Es un buen momento para repasar la biografía de Blackie, (Paloma Efrom) por muchas cosas. Una es que a través de su figura se puede hacer, como hace con maestría mi amiga Hinde, un recorrido por la historia de la comunidad judía argentina de la que ella fue un símbolo y entender una vez más por qué nos pega tan cerca y tan de lleno el horror que ocurre ahora a miles kilómetros.
Se sabe que el 10% de los secuestrados por Hamas son argentinos, que hay compatriotas entre las víctimas fatales y es imposible no emocionarse con las repatriaciones, sobre todo de chicos que participaban de programas de intercambio estudiantil. Es difícil ser porteño y no conocer al menos a alguien que viva en carne propia la angustia de tener familiares atrapados en la guerra.
A la vez, todos toman partido como si entendieran el conflicto: en los medios y las redes se opina con una liviandad pasmosa, la distancia de aquella máxima de Blackie y su búsqueda de la ecuanimidad, ni más ni menos que lo que antes se esperaba de este oficio, como mínimo, da ganas de llorar. El respeto se perdió hace rato (y del amor ni hablar).
Hay una anécdota de Blackie que tiene la actualidad del anonimato en las redes. La cita que rescata Pomeraniec es del libro del locutor Alberto Thaler, que trabajaba con Efron en radio Belgrano. Dice que llegó enojada al estudio y que le pidió al operador que le diera micrófono directamente, sin poner siquiera la cortina. “Buenas tardes, dijo cuando se encendió la luz de aire. Estas palabras están dirigidas a usted, señora que me mandó una extensa carta que no se dignó a firmar donde me critica los furcios. Usted me critica los furcios, estimada señora, pero si los cometo es porque tengo una hora y cuarenta y cinco minutos de programa. Y en un lapso tan extenso es lógico que alguna vez se me escape alguno, ¿o usted no comete furcios, señora?”.
De Blackie decían que “siempre estaba donde calentaba el sol” y que “ni siquiera sabía la diferencia entre peronistas y radicales”. Pero en sus programas no había nadie prohibido y nadie se atrevía con ella, ni siquiera los militares. Era liberal en el sentido americano: para ella la libertad de expresión era un principio inclaudicable. Estoy hace ya algún tiempo en una cruzada personal para rescatar del oprobio el sentido que se le da a la tibieza.
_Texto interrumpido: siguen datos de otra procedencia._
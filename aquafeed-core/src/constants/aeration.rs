//! Aerator Control Limits
//!
//! Limits for switching a paddlewheel aerator. Turning on is decided against
//! absolute DO and ammonia levels plus the recent DO change; turning off needs
//! a clear surplus of oxygen, so the two sides are deliberately asymmetric.

// ===== DO CHANGE WINDOW =====

/// Samples used for the recent DO change (last minus first).
pub const DO_CHANGE_WINDOW: usize = 10;

/// DO change below which the pond counts as stable (mg/L, absolute).
pub const DO_STABLE_BAND_MGL: f32 = 0.3;

// ===== TURN-ON LIMITS =====

/// DO below which aeration is urgent (mg/L).
pub const DO_CRITICAL_MGL: f32 = 5.5;

/// Ammonia above which circulation is urgent (mg/L).
pub const AMMONIA_DANGER_MGL: f32 = 0.1;

/// DO below which a falling trend triggers preventive aeration (mg/L).
pub const DO_DECLINE_WATCH_MGL: f32 = 6.2;

/// DO change over the window that counts as a decline (mg/L).
pub const DO_DECLINE_CHANGE_MGL: f32 = -0.15;

/// DO below which elevated ammonia triggers aeration (mg/L).
pub const DO_SUBOPTIMAL_MGL: f32 = 6.5;

/// Ammonia above which it counts as elevated (mg/L).
pub const AMMONIA_ELEVATED_MGL: f32 = 0.05;

/// DO gain expected within 30 minutes of switching on (mg/L).
pub const EXPECTED_DO_RISE_MGL: f32 = 1.5;

// ===== TURN-OFF LIMITS =====

/// DO above which a stable pond can run without aeration (mg/L).
pub const DO_TARGET_MGL: f32 = 6.5;

/// Water temperature below which shutting off is safe (°C).
///
/// Warm water holds less oxygen and loses it faster overnight.
pub const SHUTOFF_TEMP_MAX_C: f32 = 29.0;

/// DO above which aeration is surplus regardless of trend (mg/L).
pub const DO_SURPLUS_MGL: f32 = 7.0;

/// Ammonia below which it counts as minimal (mg/L).
pub const AMMONIA_MINIMAL_MGL: f32 = 0.03;

// ===== CONFIDENCE =====

/// Confidence for critical DO (%).
pub const CONFIDENCE_CRITICAL_DO: u8 = 95;

/// Confidence for dangerous ammonia (%).
pub const CONFIDENCE_DANGEROUS_AMMONIA: u8 = 92;

/// Confidence for a DO decline (%).
pub const CONFIDENCE_DO_DECLINE: u8 = 88;

/// Confidence for combined sub-optimal DO and ammonia (%).
pub const CONFIDENCE_SUBOPTIMAL: u8 = 82;

/// Confidence for shutting off a stable pond (%).
pub const CONFIDENCE_STABLE_SHUTOFF: u8 = 88;

/// Confidence for shutting off on DO surplus (%).
pub const CONFIDENCE_SURPLUS_SHUTOFF: u8 = 82;

/// Confidence for keeping the current state (%).
pub const CONFIDENCE_MAINTAIN: u8 = 75;
//! Environment Score Example
//!
//! Scores a handful of pond conditions against one site's thresholds and
//! shows the feeding adjustment each one produces.
//!
//! ## What You'll Learn
//!
//! - Passing thresholds positionally, as a host integration does
//! - Reading the per-dimension penalty breakdown
//! - How a missing threshold buffer fails closed
//! - Turning a score into a feeder rate recommendation
//!
//! ## Running the Example
//!
//! ```bash
//! cargo run --example 01_environment_score
//! ```

use aquafeed_core::{
    environment_score, feeding_adjustment, EnvironmentScorer, FeedingAdvisor, SensorReading,
    ThresholdSet,
};

fn main() {
    println!("AquaFeed Environment Score Example");
    println!("==================================\n");

    // do_min, do_crit_min, ph_min, ph_max, ph_crit_min, ph_crit_max,
    // turb_max, turb_crit_max, ammo_max, ammo_crit_max,
    // temp_min, temp_max, activity_min
    let site: [f32; 13] = [
        6.0, 5.0, 6.5, 8.5, 6.0, 9.0, 20.0, 40.0, 0.2, 0.5, 24.0, 31.0, 0.5,
    ];

    let thresholds = match ThresholdSet::from_slice(&site).and_then(ThresholdSet::validated) {
        Ok(set) => set,
        Err(e) => {
            eprintln!("Bad site thresholds: {}", e);
            return;
        }
    };
    let scorer = EnvironmentScorer::new(thresholds);

    let cases = [
        ("Calm morning", SensorReading::new(6.5, 7.2, 10.0, 0.1, 27.0, 0.9)),
        ("Low oxygen", SensorReading::new(5.4, 7.4, 12.0, 0.1, 28.0, 0.7)),
        ("After heavy feeding", SensorReading::new(6.2, 7.9, 33.0, 0.35, 29.0, 0.6)),
        ("Heat wave", SensorReading::new(4.6, 8.8, 45.0, 0.6, 33.0, 0.3)),
    ];

    for (label, reading) in &cases {
        let breakdown = scorer.breakdown(reading);
        let score = breakdown.score();
        let adjustment = feeding_adjustment(reading, score);

        println!("{}", label);
        println!(
            "  penalties: DO {:.2} pH {:.2} turb {:.2} NH3 {:.2} temp {:.2} activity {:.2}",
            breakdown.dissolved_oxygen,
            breakdown.ph,
            breakdown.turbidity,
            breakdown.ammonia,
            breakdown.temperature,
            breakdown.activity,
        );
        println!("  score: {:.2}  adjustment: {:+.0}%\n", score, adjustment);
    }

    // A host that forgets to send thresholds gets zero, which cuts feeding
    let calm = cases[0].1;
    let unconfigured = environment_score(&calm, None);
    println!("No thresholds supplied");
    println!(
        "  score: {:.2}  adjustment: {:+.0}%\n",
        unconfigured,
        feeding_adjustment(&calm, unconfigured)
    );

    // Full recommendation on a 280 g/min baseline
    let advisor = FeedingAdvisor::default();
    for (label, reading) in &cases {
        let rec = advisor.recommend(&scorer, reading, &[]);
        println!("{:<22} {:>6.1} g/min  {}", label, rec.recommended_rate_gmin, rec);
    }
}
Es bueno lo tibio en tiempos en que todo quema, es bueno el sol calentito, es más fácil la reflexión y el diálogo con los distintos cuando lo horrible no nos hiela la sangre.
Lo repito hoy, sin inocencia, en tiempos de decisiones: el binarismo rupturista nos deja discutiendo a la intemperie asuntos de convivencia que ya estaban saldados, el corpus de valores sociales que no se compran ni se venden y que, si hoy están rotos, deberían restaurarse en vez de destruirse del todo.
A Hinde Pomeraniec le llevó más de quince años tomar el impulso para escribir la biografía de la que considera con justicia “una Victoria Ocampo plebeya y judía”, que a diferencia de la directora de Sur no tenía dinero para invertir en cultura, sino que buscaba sponsors para invertir en cultura popular. Más de quince años para entrar en los recovecos grises –tibios– de una mujer que había dejado producido de antemano un relato “edulcorado” de su vida. Dice que, cuando empezó a pensar en el libro, el personaje todavía le quedaba grande, que “no tenía la experiencia de vida ni las herramientas profesionales” para ir en contra de esa vida ideal que Blackie había querido que se contara.
El resultado de su obsesión por las fuentes, por esa herencia de oficio –divulgar la cultura, todas las voces de la cultura, y dejar que la audiencia saque sus propias conclusiones–, de su trabajo a contramano del imperio de lo inmediato de las sentencias irreflexivas y dogmáticas, es un retrato contradictorio y lleno de matices, como una verdad sin sentencias. Como es la realidad que no demanda posteos.